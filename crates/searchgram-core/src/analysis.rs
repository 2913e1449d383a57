use crate::ngram::NGramEntry;
use serde::{Deserialize, Serialize};
use std::cmp::Ordering;

/// N-grams that spent money without a single conversion.
#[derive(Debug, Clone, Default, PartialEq, Serialize, Deserialize)]
pub struct WasteReport {
    /// Sorted by cost, highest first.
    pub candidates: Vec<NGramEntry>,
    pub potential_savings: f64,
}

impl WasteReport {
    pub fn top(&self, limit: usize) -> &[NGramEntry] {
        &self.candidates[..limit.min(self.candidates.len())]
    }

    pub fn is_empty(&self) -> bool {
        self.candidates.is_empty()
    }
}

/// Cost descending, then n-gram ascending so equal costs print in a stable order.
pub fn sort_by_cost_desc(entries: &mut [NGramEntry]) {
    entries.sort_by(|a, b| {
        b.cost
            .partial_cmp(&a.cost)
            .unwrap_or(Ordering::Equal)
            .then_with(|| a.ngram.cmp(&b.ngram))
    });
}

pub fn waste_candidates(entries: &[NGramEntry]) -> WasteReport {
    let mut candidates: Vec<NGramEntry> = entries.iter().filter(|e| e.is_waste()).cloned().collect();
    sort_by_cost_desc(&mut candidates);
    let potential_savings = candidates.iter().map(|e| e.cost).sum();

    WasteReport {
        candidates,
        potential_savings,
    }
}

pub fn filter_min_clicks(entries: &[NGramEntry], min_clicks: f64) -> Vec<NGramEntry> {
    entries
        .iter()
        .filter(|e| e.clicks >= min_clicks)
        .cloned()
        .collect()
}

/// Explorer view: at least `min_clicks`, most expensive first, at most `limit` rows.
pub fn explore(entries: &[NGramEntry], min_clicks: f64, limit: usize) -> Vec<NGramEntry> {
    let mut rows = filter_min_clicks(entries, min_clicks);
    sort_by_cost_desc(&mut rows);
    rows.truncate(limit);
    rows
}
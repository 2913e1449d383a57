#![allow(dead_code)]

use searchgram_core::schema::Record;
use std::io::Write;
use tempfile::NamedTempFile;

/// Builder for Record to keep test fixtures readable
pub struct RecordBuilder {
    record: Record,
}

impl RecordBuilder {
    pub fn new(term: &str) -> Self {
        Self {
            record: Record::new(term),
        }
    }

    pub fn cost(mut self, cost: f64) -> Self {
        self.record.cost = cost;
        self
    }

    pub fn conversions(mut self, conversions: f64) -> Self {
        self.record.conversions = conversions;
        self
    }

    pub fn value(mut self, value: f64) -> Self {
        self.record.value = value;
        self
    }

    pub fn clicks(mut self, clicks: f64) -> Self {
        self.record.clicks = clicks;
        self
    }

    pub fn imps(mut self, imps: f64) -> Self {
        self.record.imps = imps;
        self
    }

    pub fn build(self) -> Record {
        self.record
    }
}

/// The two-row sample used across the aggregation tests.
pub fn shoe_records() -> Vec<Record> {
    vec![
        RecordBuilder::new("buy red shoes")
            .cost(10.0)
            .conversions(1.0)
            .value(20.0)
            .clicks(5.0)
            .imps(100.0)
            .build(),
        RecordBuilder::new("red shoes sale")
            .cost(5.0)
            .clicks(2.0)
            .imps(50.0)
            .build(),
    ]
}

/// Writes a Google Ads style export: two preamble lines, then `body`.
pub fn write_report(body: &str) -> NamedTempFile {
    let mut file = NamedTempFile::new().unwrap();
    writeln!(file, "Search terms report").unwrap();
    writeln!(file, "\"January 1, 2024 - March 31, 2024\"").unwrap();
    write!(file, "{}", body).unwrap();
    file
}

pub fn approx_eq(a: f64, b: f64) -> bool {
    (a - b).abs() < 1e-9
}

### PROMPT
Lines containing the string "bool" are the ones to copy from the entries above.

### RESPONSE
    pub fn is_empty(&self) -> bool {
pub fn approx_eq(a: f64, b: f64) -> bool {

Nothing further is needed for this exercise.